In her remarks, the Permanent Representative of India to the United Nations, Ambassador Ruchira Kamboj, said the progress of human history has been one of movement, from one place to another, one continent to another, with the invention of the wheel, having accelerated the passage of human beings through the various stages of development.

“It is therefore only fitting that today we gather to discuss an issue as topical, in the 21st century, as sustainable transport.

“With 2.4 percent of the Earth’s land mass, but almost 18 percent of its population has had a unique challenge when it comes to ensuring access to safe transportation to citizens in even the remotest part of the country. But we are ready!
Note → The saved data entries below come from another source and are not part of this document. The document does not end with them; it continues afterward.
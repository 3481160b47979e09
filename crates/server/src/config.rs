use serde::{Deserialize, Serialize};
use std::collections::HashSet;
use std::net::SocketAddr;
use std::time::Duration;

use embedding::EmbeddingConfig;
use relay::UpstreamConfig;

/// Everything the gateway reads at startup. Built once, passed explicitly
/// into each component; there is no process-wide configuration state.
#[derive(Debug, Clone, Default, Deserialize, Serialize)]
pub struct GatewayConfig {
    #[serde(default)]
    pub http: HttpConfig,
    #[serde(default)]
    pub upstream: UpstreamConfig,
    #[serde(default)]
    pub embedding: EmbeddingConfig,
}

impl GatewayConfig {
    /// Load configuration from `gateway.*` files and `AIGATE__*` environment
    /// variables (environment wins).
    pub fn load() -> anyhow::Result<Self> {
        dotenvy::dotenv().ok();

        let builder = config::Config::builder()
            .add_source(config::File::with_name("gateway").required(false))
            .add_source(config::Environment::with_prefix("AIGATE").separator("__"));

        let mut cfg: GatewayConfig = builder.build()?.try_deserialize()?;

        // Demo key keeps local development friction-free; production sets
        // real keys via config.
        if cfg.http.api_keys.is_empty() {
            tracing::warn!("No API keys configured, using demo key 'demo-key-12345'");
            cfg.http.api_keys.insert("demo-key-12345".to_string());
        }

        Ok(cfg)
    }
}

/// HTTP listener configuration.
#[derive(Debug, Clone, Deserialize, Serialize)]
pub struct HttpConfig {
    #[serde(default = "default_bind_addr")]
    pub bind_addr: String,

    #[serde(default = "default_port")]
    pub port: u16,

    /// Request timeout for non-streaming routes. SSE routes are exempt.
    #[serde(default = "default_timeout_secs")]
    pub timeout_secs: u64,

    #[serde(default = "default_max_body_size_mb")]
    pub max_body_size_mb: usize,

    /// Rate limit: requests per minute per API key
    #[serde(default = "default_rate_limit_per_minute")]
    pub rate_limit_per_minute: u32,

    /// API keys for authentication (in production, use a secret store)
    #[serde(default)]
    pub api_keys: HashSet<String>,

    #[serde(default = "default_true")]
    pub enable_cors: bool,

    #[serde(default = "default_log_level")]
    pub log_level: String,

    #[serde(default = "default_true")]
    pub metrics_enabled: bool,
}

impl Default for HttpConfig {
    fn default() -> Self {
        Self {
            bind_addr: default_bind_addr(),
            port: default_port(),
            timeout_secs: default_timeout_secs(),
            max_body_size_mb: default_max_body_size_mb(),
            rate_limit_per_minute: default_rate_limit_per_minute(),
            api_keys: HashSet::new(),
            enable_cors: default_true(),
            log_level: default_log_level(),
            metrics_enabled: default_true(),
        }
    }
}

impl HttpConfig {
    pub fn socket_addr(&self) -> anyhow::Result<SocketAddr> {
        let addr_str = format!("{}:{}", self.bind_addr, self.port);
        Ok(addr_str.parse()?)
    }

    pub fn timeout(&self) -> Duration {
        Duration::from_secs(self.timeout_secs)
    }

    pub fn max_body_size(&self) -> usize {
        self.max_body_size_mb * 1024 * 1024
    }
}

fn default_bind_addr() -> String {
    "0.0.0.0".to_string()
}

fn default_port() -> u16 {
    8080
}

fn default_timeout_secs() -> u64 {
    120
}

fn default_max_body_size_mb() -> usize {
    10
}

fn default_rate_limit_per_minute() -> u32 {
    100
}

fn default_true() -> bool {
    true
}

fn default_log_level() -> String {
    "info".to_string()
}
As we prepare to conduct the world’s largest election in a few days, reliable, resilient and sustainable transport infrastructure is enabling the Government of India in making sure that every voter has the opportunity to exercise his/her franchise. This has been made possible through sustained and high quality investment in road, air, rail and inland waterway transport systems, which besides facilitating last mile delivery of public services to our people, has also attracted foreign direct investments in various sectors of the Indian economy, thus taking India from the 10th spot in 2014 to the 5th spot in 2024 in global GDP rankings,” Kamboj said.